Environmental NGOs in bed with industry

There’s a lesson to be learned from Johann Hari’s screed in The Nation about corporate sponsorship of environmental NGOs: perception is important. In a fairly long article, Hari argues that a wide swath of environmental organizations are undermining their missions and their members by accepting corporate sponsorship. The targets are rather scattershot, but along the way Hari manages to accuse the Sierra Club of greenwashing products by Clorox; Conservation International and The Nature Conservancy of undermining quality forestry requirements in a new international effort to regulate deforestation; and a range of groups of supporting polluters over a supposedly easy solution to regulating greenhouse gases.

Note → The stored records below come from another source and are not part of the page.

//! Client-Handler – ListClients und IsClientConnected
//!
//! Listen-Antworten sind bereinigt: Kennung, E-Mail und Verbindungszeit,
//! niemals Zugangsdaten oder Transport-Zustand.

use std::sync::Arc;

use serde_json::Value;
use switchboard_core::ClientGuid;
use switchboard_protocol::{status, ClientInfo, Nachricht};

use crate::server_state::BrokerState;

/// Verarbeitet ListClients: alle angemeldeten Clients, bereinigt
pub async fn auflisten(anfrage: Nachricht, state: &Arc<BrokerState>) -> Nachricht {
    let clients: Vec<ClientInfo> = state
        .registry
        .alle_clients()
        .into_iter()
        .filter(|record| record.angemeldet)
        .filter_map(|record| {
            record.guid.clone().map(|guid| ClientInfo {
                client_guid: guid,
                email: record.email.clone(),
                created_utc: Some(record.erstellt_am),
            })
        })
        .collect();

    let data = serde_json::to_value(clients).unwrap_or(Value::Array(vec![]));
    Nachricht::antwort_auf(&anfrage, true, Some(data))
}

/// Verarbeitet IsClientConnected: Kennung im `Data`-Feld, Antwort ist ein Bool
pub async fn ist_verbunden(anfrage: Nachricht, state: &Arc<BrokerState>) -> Nachricht {
    let ziel = match anfrage.data.as_ref().and_then(|v| v.as_str()) {
        Some(s) if !s.is_empty() => ClientGuid::from(s),
        _ => return Nachricht::fehler_antwort(&anfrage, status::UNGUELTIGE_NACHRICHT),
    };

    let verbunden = state.registry.ist_client_verbunden(&ziel);
    Nachricht::antwort_auf(&anfrage, true, Some(Value::Bool(verbunden)))
}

Listen, I don’t agree that CI and TNC are “polluter-funded leeches sucking on the flesh of environmentalism.” I don’t think the Sierra Club did any major or lasting damage to the environmental cause by allowing their logo to appear on some Clorox products. The Sierra Club is also not mistaken in thinking that the Clean Air Act is a poor tool for dealing with greenhouse gases (see Dave Roberts’s readable summary of why the Act isn’t the panacea some hope). And I certainly think that the political efficacy of 350.org, a relatively new activist organization heralded by Hari and led by an important scientist whose political skills are unfortunately subpar, is yet to be proven.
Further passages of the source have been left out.